Hugh was a few years older than I, a wonderful, happy, accomplished, kind man I had the privilege to have as a patient. One day he came in with some vague story of losing his ability to move right. Not much detail. What I had learned early on, in medical school, came to mind. As a fourth-year student, I followed a family doc in Lodi CA to the ER to see a young girl with leg pain. He had her walk, and I could also see her gait was off. “What’s wrong”, said I. “I don’t know, but that’s not a normal limp”. He ordered a hip Xray, which demonstrated a slipped capital femoral epiphysis (Look it up! Want me to google that FOR you? Sheesh!). Anyway, the principal is science. Make an observation, form a hypothesis, do a test, reformulate your hypothesis. He didn’t KNOW it was a hip limp, but he formed a good hypothesis, and the test provided the answer. “Hugh, let’s walk in the hall!” He walked away from me for about 15 ft. “Stop, turn around, walk back”. I watched. “Let’s go back in the exam room. Sit down. Hugh, I think you have Parkinson’s  disease”.

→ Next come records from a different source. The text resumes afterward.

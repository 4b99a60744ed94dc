//! services/api/src/web/dto.rs
//!
//! JSON request and response payloads. Field names are camelCase on the wire.

use chrono::{DateTime, NaiveDate, Utc};
use scripture_core::domain::{
    Book, Bookmark, BookmarkEntry, DailyVerseEntry, EnrichedVerse, FallbackDailyVerse, Highlight,
    PrayerRequest, ReadingProgress, User, Verse,
};
use serde::{Deserialize, Serialize};
use utoipa::{IntoParams, ToSchema};
use uuid::Uuid;

//=========================================================================================
// Responses
//=========================================================================================

#[derive(Serialize, Deserialize, ToSchema, Debug, Clone)]
#[serde(rename_all = "camelCase")]
pub struct BookResponse {
    pub id: i32,
    pub name: String,
    pub localized_name: Option<String>,
    /// `old` or `new`.
    pub testament: String,
    pub chapter_count: i32,
}

impl From<Book> for BookResponse {
    fn from(book: Book) -> Self {
        Self {
            id: book.id,
            name: book.name,
            localized_name: book.localized_name,
            testament: book.testament.as_str().to_string(),
            chapter_count: book.chapter_count,
        }
    }
}

#[derive(Serialize, Deserialize, ToSchema, Debug)]
#[serde(rename_all = "camelCase")]
pub struct VerseResponse {
    pub id: String,
    pub book_id: i32,
    pub chapter: i32,
    pub verse_number: i32,
    pub text: String,
    pub localized_text: Option<String>,
    pub translation: String,
    pub commentary: Option<String>,
}

impl From<Verse> for VerseResponse {
    fn from(verse: Verse) -> Self {
        Self {
            id: verse.id,
            book_id: verse.book_id,
            chapter: verse.chapter,
            verse_number: verse.verse_number,
            text: verse.text,
            localized_text: verse.localized_text,
            translation: verse.translation,
            commentary: verse.commentary,
        }
    }
}

#[derive(Serialize, Deserialize, ToSchema, Debug)]
#[serde(rename_all = "camelCase")]
pub struct BookmarkResponse {
    pub id: Uuid,
    pub owner_id: String,
    pub book_id: i32,
    pub chapter: i32,
    pub verse_number: i32,
    pub note: Option<String>,
    pub created_at: DateTime<Utc>,
}

impl From<Bookmark> for BookmarkResponse {
    fn from(b: Bookmark) -> Self {
        Self {
            id: b.id,
            owner_id: b.owner_id,
            book_id: b.book_id,
            chapter: b.chapter,
            verse_number: b.verse_number,
            note: b.note,
            created_at: b.created_at,
        }
    }
}

/// A bookmark with its book and the bookmarked verse's text.
#[derive(Serialize, Deserialize, ToSchema, Debug)]
#[serde(rename_all = "camelCase")]
pub struct BookmarkEntryResponse {
    #[serde(flatten)]
    pub bookmark: BookmarkResponse,
    pub book: BookResponse,
    pub verse_text: String,
}

impl From<BookmarkEntry> for BookmarkEntryResponse {
    fn from(entry: BookmarkEntry) -> Self {
        Self {
            bookmark: entry.bookmark.into(),
            book: entry.book.into(),
            verse_text: entry.verse_text,
        }
    }
}

#[derive(Serialize, Deserialize, ToSchema, Debug)]
#[serde(rename_all = "camelCase")]
pub struct HighlightResponse {
    pub id: Uuid,
    pub owner_id: String,
    pub book_id: i32,
    pub chapter: i32,
    pub verse_number: i32,
    pub color: String,
    pub created_at: DateTime<Utc>,
}

impl From<Highlight> for HighlightResponse {
    fn from(h: Highlight) -> Self {
        Self {
            id: h.id,
            owner_id: h.owner_id,
            book_id: h.book_id,
            chapter: h.chapter,
            verse_number: h.verse_number,
            color: h.color,
            created_at: h.created_at,
        }
    }
}

#[derive(Serialize, Deserialize, ToSchema, Debug)]
#[serde(rename_all = "camelCase")]
pub struct ReadingProgressResponse {
    pub id: Uuid,
    pub owner_id: String,
    pub book_id: i32,
    pub chapter: i32,
    pub completed_at: DateTime<Utc>,
}

impl From<ReadingProgress> for ReadingProgressResponse {
    fn from(p: ReadingProgress) -> Self {
        Self {
            id: p.id,
            owner_id: p.owner_id,
            book_id: p.book_id,
            chapter: p.chapter,
            completed_at: p.completed_at,
        }
    }
}

#[derive(Serialize, Deserialize, ToSchema, Debug)]
#[serde(rename_all = "camelCase")]
pub struct DailyVerseResponse {
    pub id: Uuid,
    pub date: NaiveDate,
    pub book_id: i32,
    pub chapter: i32,
    pub verse_number: i32,
    pub explanation: Option<String>,
    pub book: BookResponse,
    pub verse_text: String,
}

impl From<DailyVerseEntry> for DailyVerseResponse {
    fn from(entry: DailyVerseEntry) -> Self {
        let d = entry.daily_verse;
        Self {
            id: d.id,
            date: d.date,
            book_id: d.book_id,
            chapter: d.chapter,
            verse_number: d.verse_number,
            explanation: d.explanation,
            book: entry.book.into(),
            verse_text: entry.verse_text,
        }
    }
}

#[derive(Serialize, Deserialize, ToSchema, Debug)]
#[serde(rename_all = "camelCase")]
pub struct FallbackDailyVerseResponse {
    pub date: NaiveDate,
    pub book_id: i32,
    pub chapter: i32,
    pub verse_number: i32,
    pub book: BookResponse,
    pub verse_text: Option<String>,
}

impl From<FallbackDailyVerse> for FallbackDailyVerseResponse {
    fn from(f: FallbackDailyVerse) -> Self {
        Self {
            date: f.date,
            book_id: f.verse.book_id,
            chapter: f.verse.chapter,
            verse_number: f.verse.verse_number,
            book: f.book.into(),
            verse_text: f.verse_text,
        }
    }
}

#[derive(Serialize, Deserialize, ToSchema, Debug)]
#[serde(rename_all = "camelCase")]
pub struct EnrichedVerseResponse {
    pub book_id: i32,
    pub chapter: i32,
    pub verse_number: i32,
    pub text: String,
    pub translation: String,
    pub commentary: Option<String>,
}

impl From<EnrichedVerse> for EnrichedVerseResponse {
    fn from(v: EnrichedVerse) -> Self {
        Self {
            book_id: v.book_id,
            chapter: v.chapter,
            verse_number: v.verse_number,
            text: v.text,
            translation: v.translation,
            commentary: v.commentary,
        }
    }
}

#[derive(Serialize, Deserialize, ToSchema, Debug)]
#[serde(rename_all = "camelCase")]
pub struct PrayerRequestResponse {
    pub id: Uuid,
    pub owner_id: String,
    pub title: String,
    pub description: Option<String>,
    pub is_private: bool,
    pub is_answered: bool,
    pub created_at: DateTime<Utc>,
    pub answered_at: Option<DateTime<Utc>>,
}

impl From<PrayerRequest> for PrayerRequestResponse {
    fn from(p: PrayerRequest) -> Self {
        Self {
            id: p.id,
            owner_id: p.owner_id,
            title: p.title,
            description: p.description,
            is_private: p.is_private,
            is_answered: p.is_answered,
            created_at: p.created_at,
            answered_at: p.answered_at,
        }
    }
}

#[derive(Serialize, Deserialize, ToSchema, Debug)]
#[serde(rename_all = "camelCase")]
pub struct UserResponse {
    pub id: String,
    pub email: Option<String>,
    pub first_name: Option<String>,
    pub last_name: Option<String>,
    pub profile_image_url: Option<String>,
    pub language: String,
    pub theme: String,
    pub font_size: i32,
    pub created_at: DateTime<Utc>,
    pub updated_at: DateTime<Utc>,
}

impl From<User> for UserResponse {
    fn from(u: User) -> Self {
        Self {
            id: u.id,
            email: u.email,
            first_name: u.first_name,
            last_name: u.last_name,
            profile_image_url: u.profile_image_url,
            language: u.language,
            theme: u.theme,
            font_size: u.font_size,
            created_at: u.created_at,
            updated_at: u.updated_at,
        }
    }
}

#[derive(Serialize, Deserialize, ToSchema, Debug)]
pub struct SuccessResponse {
    pub success: bool,
}

#[derive(Serialize, Deserialize, ToSchema, Debug)]
pub struct ErrorBody {
    pub message: String,
}

//=========================================================================================
// Request Bodies
//=========================================================================================

#[derive(Deserialize, ToSchema)]
#[serde(rename_all = "camelCase")]
pub struct CreateBookmarkRequest {
    pub book_id: i32,
    pub chapter: i32,
    #[serde(alias = "verse")]
    pub verse_number: i32,
    pub note: Option<String>,
}

#[derive(Deserialize, ToSchema)]
#[serde(rename_all = "camelCase")]
pub struct CreateHighlightRequest {
    pub book_id: i32,
    pub chapter: i32,
    #[serde(alias = "verse")]
    pub verse_number: i32,
    pub color: Option<String>,
}

#[derive(Deserialize, ToSchema)]
#[serde(rename_all = "camelCase")]
pub struct MarkChapterRequest {
    pub book_id: i32,
    pub chapter: i32,
}

#[derive(Deserialize, ToSchema)]
#[serde(rename_all = "camelCase")]
pub struct CreatePrayerRequestBody {
    /// Must not be blank. A missing title is reported as a validation error.
    #[serde(default)]
    pub title: String,
    pub description: Option<String>,
    pub is_private: Option<bool>,
}

#[derive(Deserialize, ToSchema, Default)]
#[serde(rename_all = "camelCase")]
pub struct UpdatePrayerRequestBody {
    pub is_answered: Option<bool>,
}

#[derive(Deserialize, ToSchema, Default)]
#[serde(rename_all = "camelCase")]
pub struct UpdatePreferencesRequest {
    pub language: Option<String>,
    pub theme: Option<String>,
    pub font_size: Option<i32>,
}

/// Profile data pushed by the auth provider. The id always comes from the session.
#[derive(Deserialize, ToSchema, Default)]
#[serde(rename_all = "camelCase")]
pub struct UpsertUserRequest {
    pub email: Option<String>,
    pub first_name: Option<String>,
    pub last_name: Option<String>,
    pub profile_image_url: Option<String>,
    pub language: Option<String>,
    pub theme: Option<String>,
    pub font_size: Option<i32>,
}

//=========================================================================================
// Query Strings
//=========================================================================================

#[derive(Deserialize, IntoParams)]
#[into_params(parameter_in = Query)]
pub struct SearchQuery {
    /// Substring to look for. Required.
    pub q: Option<String>,
    /// `en` (default) or `tl`.
    pub lang: Option<String>,
}

#[derive(Deserialize, IntoParams)]
#[into_params(parameter_in = Query)]
#[serde(rename_all = "camelCase")]
pub struct HighlightQuery {
    /// Only applied together with `chapter`.
    pub book_id: Option<i32>,
    /// Only applied together with `bookId`.
    pub chapter: Option<i32>,
}

#[derive(Deserialize, IntoParams)]
#[into_params(parameter_in = Query)]
pub struct DailyVerseQuery {
    /// `YYYY-MM-DD`; defaults to today (UTC).
    pub date: Option<NaiveDate>,
}

#[derive(Deserialize, IntoParams)]
#[into_params(parameter_in = Query)]
pub struct CommentaryQuery {
    /// Translation code; defaults to the configured translation.
    pub translation: Option<String>,
}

When you and I walk, our arms swing in time with our legs, only opposite. His arms weren’t swinging. A clue to Parkinson’s. I referred him to neurology, who confirmed, and started him on treatment. 

Like a lot of specialty APPROPRIATE care, the medications and copious choices available made having specialty management make sense, since I didn’t have enough Parkinson patients to be good at managing that many treatment choices. Early in HIV, specialty management for my one patient made no sense, since there was NO treatment. I watched my patient’s immune cell counts decline for many months, although he didn’t reach the threshold of AIDS. Just before he did, AZT came out, and I put him on it, watched his immune system recover, and later start to decline again. He neared the threshold of AIDS again, but by then the new then triple therapy came out, and I referred him to an infectious disease expert, and he stayed there to manage the growing number of treatments available. He got his HIV in about 1985. I lost track of him, but he was well when I last knew.

Hugh will return in another story.

Oh, and today, an AI tool could reach the same conclusion I did with a short video clip, or maybe just a short clip of his face and it’s reduced movement and expression, or perhaps just his handwriting.